Nós vamos lançando para o exterior pequenos avisos que sublinham a maior das evidências: custa muito viver; é melhor fazer de conta; é melhor fazer de conta que já passámos pelas coisas ou então que não vivemos nada para que isso não fique marcado na nossa pele. Estamos cheios de medo de que a vida fique impressa nos nossos rostos. Ludibriamos a História com o bisturi, à espera da resposta que, eventualmente, provocaremos nos outros: “não pareces nada ter essa idade”. Afinal o que queremos? Queremos viver e não ter marcas? Queremos lutar, mas sem feridas? Queremos melhorar, mas sem pensar demasiado? Talvez seja tudo isto.
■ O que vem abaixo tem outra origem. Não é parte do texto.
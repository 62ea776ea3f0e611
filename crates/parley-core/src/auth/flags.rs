//! Authentication mechanism flags.
//!
//! One bit per mechanism the client is willing to use. The same type
//! describes what a server advertised, so selection is a set intersection
//! followed by a fixed preference order.

use bitflags::bitflags;
use serde::{Deserialize, Serialize};

bitflags! {
    /// Authentication mechanisms (8 bits)
    #[derive(Debug, Clone, Copy, PartialEq, Eq, Hash, Serialize, Deserialize)]
    #[serde(transparent)]
    pub struct MechanismFlags: u8 {
        /// SASL ANONYMOUS (JIDs without a local part)
        const ANONYMOUS = 0b0000_0001;

        /// SASL PLAIN
        const PLAIN = 0b0000_0010;

        /// SASL DIGEST-MD5
        const DIGEST_MD5 = 0b0000_0100;

        /// SASL SCRAM-SHA-1
        const SCRAM_SHA_1 = 0b0000_1000;

        /// Legacy `jabber:iq:auth`
        const LEGACY = 0b0001_0000;
    }
}

impl MechanismFlags {
    /// Every SASL mechanism (excludes legacy auth)
    pub const SASL: Self = Self::ANONYMOUS
        .union(Self::PLAIN)
        .union(Self::DIGEST_MD5)
        .union(Self::SCRAM_SHA_1);

    /// Flag for a SASL mechanism name as advertised in `<mechanism/>`
    #[must_use]
    pub fn from_sasl_name(name: &str) -> Option<Self> {
        match name.trim() {
            "ANONYMOUS" => Some(Self::ANONYMOUS),
            "PLAIN" => Some(Self::PLAIN),
            "DIGEST-MD5" => Some(Self::DIGEST_MD5),
            "SCRAM-SHA-1" => Some(Self::SCRAM_SHA_1),
            _ => None,
        }
    }

    /// Collect every recognized mechanism name; unknown names are ignored
    pub fn from_sasl_names<'a>(names: impl IntoIterator<Item = &'a str>) -> Self {
        names.into_iter().filter_map(Self::from_sasl_name).fold(Self::empty(), Self::union)
    }
}

impl Default for MechanismFlags {
    fn default() -> Self {
        Self::all()
    }
}
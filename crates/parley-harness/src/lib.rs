//! Deterministic simulation harness for the parley BOSH engine.
//!
//! This crate runs a sans-IO [`parley_core::Connection`] against an
//! in-memory BOSH server on tokio's paused clock:
//!
//! - [`SimEnv`]: virtual time and a seeded RNG
//! - [`SimServer`]: connection manager and XMPP server behind the
//!   [`parley_core::HttpTransport`] trait, with fault injection
//! - [`Driver`]: executes connection actions and feeds completions back
//!
//! Identical seeds replay identical wire traffic.

#![forbid(unsafe_code)]
#![warn(missing_docs)]

pub mod driver;
pub mod sim_env;
pub mod sim_server;

pub use driver::Driver;
pub use sim_env::SimEnv;
pub use sim_server::{Fault, ServerConfig, SimServer};
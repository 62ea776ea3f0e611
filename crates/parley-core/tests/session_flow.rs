//! Scripted session lifecycles.
//!
//! Each test plays the server by hand: it answers the bodies the connection
//! emits and advances the clock one idle interval at a time.

mod common;

use std::{any::Any, cell::RefCell, rc::Rc, time::Duration};

use common::{
    JID, PASSWORD, Session, TestEnv, bind_features, bind_result, mechanisms, parse,
    session_response, wrap,
};
use parley_core::{
    ConnectOptions, ConnectionAction, ConnectionConfig, ConnectionError, Plugin, PluginRegistry,
    Status, auth::MechanismFlags,
};
use parley_proto::{Element, ns, stanza};

#[test]
fn plain_login_reaches_connected() {
    let mut session = Session::new();
    session.establish();

    assert_eq!(
        session.statuses(),
        vec![Status::Connecting, Status::Authenticating, Status::Connected]
    );
    assert!(session.conn.is_authenticated());
    assert_eq!(session.conn.jid(), JID);
    assert_eq!(session.conn.sid(), Some("sid-1"));
    assert_eq!(session.conn.stream_id(), Some("stream-1"));
}

#[test]
fn session_request_carries_stream_parameters() {
    let mut session = Session::new();
    let request = session.connect(JID, Some(PASSWORD));
    let body = parse(&request);

    assert_eq!(body.attr("to"), Some("capulet.lit"));
    assert_eq!(body.attr("wait"), Some("60"));
    assert_eq!(body.attr("hold"), Some("1"));
    assert_eq!(body.attr("ver"), Some("1.6"));
    assert_eq!(body.attr("rid"), Some(request.rid.to_string().as_str()));
    assert_eq!(request.delay, Duration::ZERO);
}

#[test]
fn plain_credentials_and_restart_are_sent() {
    let mut session = Session::new();
    let request = session.connect(JID, Some(PASSWORD));
    session.respond(&request, 200, &session_response(&mechanisms(&["PLAIN"])));

    let auth = session.tick_one();
    let body = parse(&auth);
    let element = body.child("auth").unwrap();
    assert_eq!(element.attr("mechanism"), Some("PLAIN"));
    // base64("juliet@capulet.lit\0juliet\0r0m30")
    assert_eq!(element.text(), "anVsaWV0QGNhcHVsZXQubGl0AGp1bGlldAByMG0zMA==");
    assert_eq!(auth.rid, request.rid + 1);

    session.respond(&auth, 200, &wrap(&format!("<success xmlns='{}'/>", ns::SASL)));
    let restart = parse(&session.tick_one());
    assert_eq!(restart.attr("xmpp:restart"), Some("true"));
    assert_eq!(restart.children().count(), 0);
}

#[test]
fn anonymous_login_without_node() {
    let mut session = Session::new();
    let request = session.connect("capulet.lit", None);
    session.respond(&request, 200, &session_response(&mechanisms(&["PLAIN", "ANONYMOUS"])));

    let auth = parse(&session.tick_one());
    let element = auth.child("auth").unwrap();
    assert_eq!(element.attr("mechanism"), Some("ANONYMOUS"));
    assert_eq!(element.text(), "");
}

#[test]
fn nodeless_jid_without_anonymous_sends_no_stanza() {
    let mut session = Session::new();
    let request = session.connect("capulet.lit", None);
    session.respond(&request, 200, &session_response(&mechanisms(&["PLAIN"])));

    let mut sent = session.transmits();
    for _ in 0..5 {
        sent.extend(session.tick());
    }

    assert_eq!(
        session.last_condition(Status::ConnFail),
        Some("x-strophe-bad-non-anon-jid".to_string())
    );
    assert!(sent.iter().all(|transmit| parse(transmit).children().count() == 0));
    assert!(sent.iter().any(|transmit| parse(transmit).attr("type") == Some("terminate")));
}

#[test]
fn no_usable_mechanism_fails() {
    let config =
        ConnectionConfig { mechanisms: MechanismFlags::PLAIN, ..ConnectionConfig::default() };
    let mut session = Session::with_config(config);
    let request = session.connect(JID, Some(PASSWORD));
    session.respond(&request, 200, &session_response(&mechanisms(&["SCRAM-SHA-1"])));

    assert_eq!(
        session.last_condition(Status::ConnFail),
        Some("x-strophe-no-auth-mechanism".to_string())
    );
}

#[test]
fn scram_nonce_mismatch_sends_no_response() {
    let mut session = Session::new();
    let request = session.connect(JID, Some(PASSWORD));
    session.respond(&request, 200, &session_response(&mechanisms(&["SCRAM-SHA-1", "PLAIN"])));

    let auth = session.tick_one();
    assert_eq!(parse(&auth).child("auth").unwrap().attr("mechanism"), Some("SCRAM-SHA-1"));

    // r=forged,s=QSXCR+Q6sek8bf92,i=4096
    let challenge = "cj1mb3JnZWQscz1RU1hDUitRNnNlazhiZjkyLGk9NDA5Ng==";
    let challenge = format!("<challenge xmlns='{}'>{challenge}</challenge>", ns::SASL);
    session.respond(&auth, 200, &wrap(&challenge));

    assert_eq!(session.conn.status(), Status::AuthFail);
    assert!(session.tick().is_empty());
    assert!(!session.conn.is_authenticated());
}

#[test]
fn sasl_failure_reports_condition() {
    let mut session = Session::new();
    let request = session.connect(JID, Some(PASSWORD));
    session.respond(&request, 200, &session_response(&mechanisms(&["PLAIN"])));

    let auth = session.tick_one();
    session.respond(
        &auth,
        200,
        &wrap(&format!("<failure xmlns='{}'><not-authorized/></failure>", ns::SASL)),
    );

    assert_eq!(session.last(), Some((Status::AuthFail, Some("not-authorized".to_string()))));
}

#[test]
fn bind_conflict_is_auth_failure() {
    let mut session = Session::new();
    let request = session.connect(JID, Some(PASSWORD));
    session.respond(&request, 200, &session_response(&mechanisms(&["PLAIN"])));
    let auth = session.tick_one();
    session.respond(&auth, 200, &wrap(&format!("<success xmlns='{}'/>", ns::SASL)));
    let restart = session.tick_one();
    session.respond(&restart, 200, &wrap(&bind_features()));

    let bind = session.tick_one();
    let iq = parse(&bind);
    let resource = iq.descendants("resource");
    assert_eq!(resource.first().map(|resource| resource.text()), Some("balcony".to_string()));

    session.respond(
        &bind,
        200,
        &wrap(
            "<iq type='error' id='_bind_auth_2' xmlns='jabber:client'>\
             <error type='cancel'><conflict xmlns='urn:ietf:params:xml:ns:xmpp-stanzas'/>\
             </error></iq>",
        ),
    );
    assert_eq!(session.last(), Some((Status::AuthFail, Some("conflict".to_string()))));
}

#[test]
fn bind_without_session_connects_directly() {
    let mut session = Session::new();
    let request = session.connect("juliet@capulet.lit", Some(PASSWORD));
    session.respond(&request, 200, &session_response(&mechanisms(&["PLAIN"])));
    let auth = session.tick_one();
    session.respond(&auth, 200, &wrap(&format!("<success xmlns='{}'/>", ns::SASL)));
    let restart = session.tick_one();
    session.respond(
        &restart,
        200,
        &wrap(&format!(
            "<stream:features xmlns:stream='{}'><bind xmlns='{}'/></stream:features>",
            ns::STREAM,
            ns::BIND
        )),
    );

    let bind = session.tick_one();
    assert!(parse(&bind).descendants("resource").is_empty());
    session.respond(&bind, 200, &wrap(&bind_result("juliet@capulet.lit/server-chosen")));

    assert_eq!(session.conn.status(), Status::Connected);
    assert_eq!(session.conn.jid(), "juliet@capulet.lit/server-chosen");
}
//! Transport abstraction for HTTP exchanges.
//!
//! BOSH needs exactly one primitive from the network: POST a body to the
//! connection manager and wait for the response. The engine never calls the
//! transport itself. A driver executes
//! [`ConnectionAction::Transmit`](crate::connection::ConnectionAction) by
//! calling [`HttpTransport::post`] in its own task and feeds the result back
//! through [`Connection::handle_response`](crate::connection::Connection::handle_response).
//!
//! # Implementations
//!
//! - **`SimServer`** (testing): an in-memory connection manager with
//!   scripted XMPP behaviour and fault injection
//! - A production driver wraps an HTTP client
//!
//! # Abort
//!
//! There is no cancel operation on the trait. Aborting a request means
//! dropping (or aborting the task polling) its future; the engine already
//! treats a late completion of an aborted request as a no-op.
//!
//! # Failures
//!
//! A transport-level failure (connection refused, reset, DNS) is reported to
//! the engine as [`HttpResponse::transport_failure`], i.e. HTTP status 0.
//! It counts towards the consecutive error limit and the request is retried.

use std::io;

use async_trait::async_trait;
use bytes::Bytes;
use parley_proto::body::CONTENT_TYPE;

/// Headers sent with every request
pub const REQUEST_HEADERS: &[(&str, &str)] = &[("Content-Type", CONTENT_TYPE)];

/// Completed HTTP exchange
#[derive(Debug, Clone, PartialEq, Eq)]
pub struct HttpResponse {
    /// HTTP status code; 0 for transport-level failures
    pub status: u16,
    /// Raw response body
    pub body: Bytes,
}

impl HttpResponse {
    /// Response with a status and body
    pub fn new(status: u16, body: impl Into<Bytes>) -> Self {
        Self { status, body: body.into() }
    }

    /// Status-0 response standing in for a failed exchange
    #[must_use]
    pub fn transport_failure() -> Self {
        Self { status: 0, body: Bytes::new() }
    }

    /// True for 2xx and 304
    #[must_use]
    pub fn is_success(&self) -> bool {
        (200..300).contains(&self.status) || self.status == 304
    }
}

impl From<io::Result<HttpResponse>> for HttpResponse {
    fn from(result: io::Result<HttpResponse>) -> Self {
        result.unwrap_or_else(|_| Self::transport_failure())
    }
}

/// Abstract HTTP POST primitive.
///
/// # Behavior
///
/// - **Sends** `body` to `url` with the given headers
/// - **Waits** for the complete response
/// - **Returns** any HTTP status, including 4xx/5xx, as `Ok`
///
/// # Errors
///
/// Returns `std::io::Error` only when no HTTP response was received.
#[async_trait]
pub trait HttpTransport: Send + Sync + 'static {
    /// POST `body` and wait for the response.
    async fn post(&self, url: &str, headers: &[(&str, &str)], body: String)
    -> io::Result<HttpResponse>;
}

#[cfg(test)]
mod tests {
    use super::*;

    #[test]
    fn io_errors_become_status_zero() {
        let failed: io::Result<HttpResponse> =
            Err(io::Error::new(io::ErrorKind::ConnectionReset, "reset"));
        let response = HttpResponse::from(failed);
        assert_eq!(response.status, 0);
        assert!(response.body.is_empty());
        assert!(!response.is_success());
    }

    #[test]
    fn success_codes() {
        assert!(HttpResponse::new(200, "<body/>").is_success());
        assert!(HttpResponse::new(304, "").is_success());
        assert!(!HttpResponse::new(404, "").is_success());
        assert!(!HttpResponse::new(503, "").is_success());
    }
}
Por estes dias dou por mim maravilhada com a actriz Meryl Streep. São 74 anos cheios de cinema, espero que na vida pessoal dela também. Isto porque o cinema nos acontece sem ficar registado. O cinema dos ínfimos pormenores. O cinema sem a tal tensão que nos cobre os dias. Pequenos momentos que ficam registados só dentro de nós.
Lembro-me de Meryl Streep na série “Holocausto”. Estávamos no início de 1979. Eu ainda não tinha idade para ver um drama infelizmente real como este, mas a minha curiosidade já era maior do que eu. Vi. Lembro-me de um cobertor amarelo com remate acetinado onde me escondia quando o medo se antecipava. Nunca mais me esqueci desta série. Tinha sete anos. Meryl Streep fez muitos filmes depois. Muito bons e medianos. Apanhei mais tarde com maturidade, ainda que desse tempo, coisas poderosas como “O Caçador”, “Kramer contra Kramer”, “A Escolha de Sofia”. Vieram as comédias. Demos Streep como garantida. Às vezes recusámos a sua abrangência para a elevar depois na sua simplicidade tão profunda e real, “As Pontes de Madison County”, “Um Quente Agosto”.
Poderia aqui enumerar dezenas de filmes, mas não preciso. Nunca achei Meryl Streep tão bela como agora. Fico radiante a admirá-la na sua verdade, nas suas mãos reais tão despojadas. No rosto necessariamente vincado mas tão suave. Há ali uma felicidade sobre a qual não tenho pistas: sou tentada a pensar que se cumpriu a verdade no essencial.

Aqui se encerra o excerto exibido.